TASK DETAILS » Gather up every line from the entries below that uses the word "false".

Records from a data collection:
________________________________________

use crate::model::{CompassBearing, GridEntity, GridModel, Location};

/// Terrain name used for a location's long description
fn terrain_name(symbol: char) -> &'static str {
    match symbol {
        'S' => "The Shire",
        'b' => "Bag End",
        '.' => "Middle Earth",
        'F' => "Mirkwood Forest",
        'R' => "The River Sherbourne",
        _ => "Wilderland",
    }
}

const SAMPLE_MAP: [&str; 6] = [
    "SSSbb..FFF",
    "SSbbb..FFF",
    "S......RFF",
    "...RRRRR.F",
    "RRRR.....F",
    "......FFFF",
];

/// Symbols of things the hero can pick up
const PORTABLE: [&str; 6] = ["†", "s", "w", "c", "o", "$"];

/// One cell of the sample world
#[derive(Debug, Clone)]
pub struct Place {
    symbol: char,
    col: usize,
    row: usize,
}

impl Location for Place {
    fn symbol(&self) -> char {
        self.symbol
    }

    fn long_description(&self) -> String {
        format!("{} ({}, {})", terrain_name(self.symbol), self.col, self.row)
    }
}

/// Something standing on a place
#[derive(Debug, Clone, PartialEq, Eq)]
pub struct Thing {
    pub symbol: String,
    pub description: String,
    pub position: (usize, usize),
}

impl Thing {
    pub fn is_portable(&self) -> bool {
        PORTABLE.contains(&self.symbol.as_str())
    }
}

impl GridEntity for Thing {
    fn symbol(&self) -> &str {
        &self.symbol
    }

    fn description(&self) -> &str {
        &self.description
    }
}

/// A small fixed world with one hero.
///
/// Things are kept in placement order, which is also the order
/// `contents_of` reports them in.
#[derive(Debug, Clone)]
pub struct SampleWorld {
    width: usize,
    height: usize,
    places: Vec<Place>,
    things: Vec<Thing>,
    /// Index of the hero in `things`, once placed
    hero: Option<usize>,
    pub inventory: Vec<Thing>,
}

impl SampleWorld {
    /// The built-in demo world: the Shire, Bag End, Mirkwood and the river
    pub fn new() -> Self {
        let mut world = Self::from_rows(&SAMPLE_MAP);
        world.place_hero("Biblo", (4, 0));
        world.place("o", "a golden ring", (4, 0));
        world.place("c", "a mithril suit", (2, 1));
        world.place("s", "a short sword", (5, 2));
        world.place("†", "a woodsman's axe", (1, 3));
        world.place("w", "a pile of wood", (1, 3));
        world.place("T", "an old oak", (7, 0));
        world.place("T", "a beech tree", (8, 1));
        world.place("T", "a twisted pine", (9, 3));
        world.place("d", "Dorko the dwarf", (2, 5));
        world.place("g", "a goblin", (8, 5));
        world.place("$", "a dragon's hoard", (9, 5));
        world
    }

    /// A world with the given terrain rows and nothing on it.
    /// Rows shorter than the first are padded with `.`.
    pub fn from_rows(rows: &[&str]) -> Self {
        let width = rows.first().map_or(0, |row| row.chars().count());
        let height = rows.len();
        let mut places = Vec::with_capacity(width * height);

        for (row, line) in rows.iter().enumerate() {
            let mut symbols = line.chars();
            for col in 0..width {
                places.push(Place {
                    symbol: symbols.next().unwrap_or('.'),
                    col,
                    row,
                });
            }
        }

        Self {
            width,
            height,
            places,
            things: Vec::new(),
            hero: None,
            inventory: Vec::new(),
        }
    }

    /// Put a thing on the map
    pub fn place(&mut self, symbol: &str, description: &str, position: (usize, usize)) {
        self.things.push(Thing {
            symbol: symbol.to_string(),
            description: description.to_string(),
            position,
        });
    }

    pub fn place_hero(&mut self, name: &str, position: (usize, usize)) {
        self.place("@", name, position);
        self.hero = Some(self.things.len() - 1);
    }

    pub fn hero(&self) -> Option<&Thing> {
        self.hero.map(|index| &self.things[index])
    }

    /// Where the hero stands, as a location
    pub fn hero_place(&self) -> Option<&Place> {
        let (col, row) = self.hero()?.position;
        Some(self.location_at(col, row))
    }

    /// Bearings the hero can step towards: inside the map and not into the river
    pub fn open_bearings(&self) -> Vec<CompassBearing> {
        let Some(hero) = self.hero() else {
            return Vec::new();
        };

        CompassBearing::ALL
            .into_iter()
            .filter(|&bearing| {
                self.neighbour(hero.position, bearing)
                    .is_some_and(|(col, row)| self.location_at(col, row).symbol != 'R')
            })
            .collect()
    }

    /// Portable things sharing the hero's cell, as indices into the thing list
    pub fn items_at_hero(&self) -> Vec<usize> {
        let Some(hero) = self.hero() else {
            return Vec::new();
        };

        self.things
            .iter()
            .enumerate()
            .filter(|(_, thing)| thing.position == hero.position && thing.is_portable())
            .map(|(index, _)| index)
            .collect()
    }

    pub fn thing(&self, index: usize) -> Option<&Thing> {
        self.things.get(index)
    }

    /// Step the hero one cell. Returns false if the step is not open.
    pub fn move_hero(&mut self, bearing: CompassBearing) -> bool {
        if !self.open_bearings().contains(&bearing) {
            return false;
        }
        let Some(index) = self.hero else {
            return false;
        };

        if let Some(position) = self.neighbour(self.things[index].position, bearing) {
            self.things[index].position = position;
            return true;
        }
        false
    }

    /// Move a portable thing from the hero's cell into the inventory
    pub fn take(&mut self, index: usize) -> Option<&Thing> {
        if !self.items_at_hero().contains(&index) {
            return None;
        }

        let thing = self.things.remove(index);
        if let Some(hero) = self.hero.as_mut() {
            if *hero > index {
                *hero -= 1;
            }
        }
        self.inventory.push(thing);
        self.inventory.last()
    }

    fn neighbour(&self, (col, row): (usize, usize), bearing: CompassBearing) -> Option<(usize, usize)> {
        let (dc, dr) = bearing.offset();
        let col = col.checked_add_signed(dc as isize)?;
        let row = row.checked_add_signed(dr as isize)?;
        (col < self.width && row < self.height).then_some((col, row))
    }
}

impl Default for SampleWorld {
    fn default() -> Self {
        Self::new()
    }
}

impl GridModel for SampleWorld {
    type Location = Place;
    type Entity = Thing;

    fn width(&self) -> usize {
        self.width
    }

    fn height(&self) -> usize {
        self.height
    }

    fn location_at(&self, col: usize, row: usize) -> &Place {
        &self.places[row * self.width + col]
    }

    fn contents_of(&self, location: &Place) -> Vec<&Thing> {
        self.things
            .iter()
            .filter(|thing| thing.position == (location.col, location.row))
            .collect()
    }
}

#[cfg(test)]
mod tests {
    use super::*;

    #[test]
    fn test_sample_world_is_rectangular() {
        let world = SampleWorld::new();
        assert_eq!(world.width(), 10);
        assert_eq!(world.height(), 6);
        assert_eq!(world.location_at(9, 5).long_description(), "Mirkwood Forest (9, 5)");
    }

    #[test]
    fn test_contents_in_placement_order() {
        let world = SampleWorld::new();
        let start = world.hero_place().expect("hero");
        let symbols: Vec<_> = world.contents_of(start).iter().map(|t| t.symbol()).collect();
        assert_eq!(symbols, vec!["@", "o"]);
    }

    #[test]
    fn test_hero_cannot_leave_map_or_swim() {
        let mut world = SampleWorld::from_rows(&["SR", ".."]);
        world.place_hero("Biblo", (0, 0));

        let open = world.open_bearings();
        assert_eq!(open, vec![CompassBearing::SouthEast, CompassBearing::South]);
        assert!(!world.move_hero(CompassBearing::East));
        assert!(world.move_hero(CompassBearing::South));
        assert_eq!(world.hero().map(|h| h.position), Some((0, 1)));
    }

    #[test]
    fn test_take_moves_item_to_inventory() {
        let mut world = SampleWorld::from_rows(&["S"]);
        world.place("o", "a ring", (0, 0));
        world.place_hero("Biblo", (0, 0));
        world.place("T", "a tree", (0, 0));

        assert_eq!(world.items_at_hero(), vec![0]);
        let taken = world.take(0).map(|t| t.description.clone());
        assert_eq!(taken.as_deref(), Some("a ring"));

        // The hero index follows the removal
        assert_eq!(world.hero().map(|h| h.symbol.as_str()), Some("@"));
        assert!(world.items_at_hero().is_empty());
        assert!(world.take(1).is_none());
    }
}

________________________________________

ANSWER »
    /// Step the hero one cell. Returns false if the step is not open.
            return false;
            return false;
        false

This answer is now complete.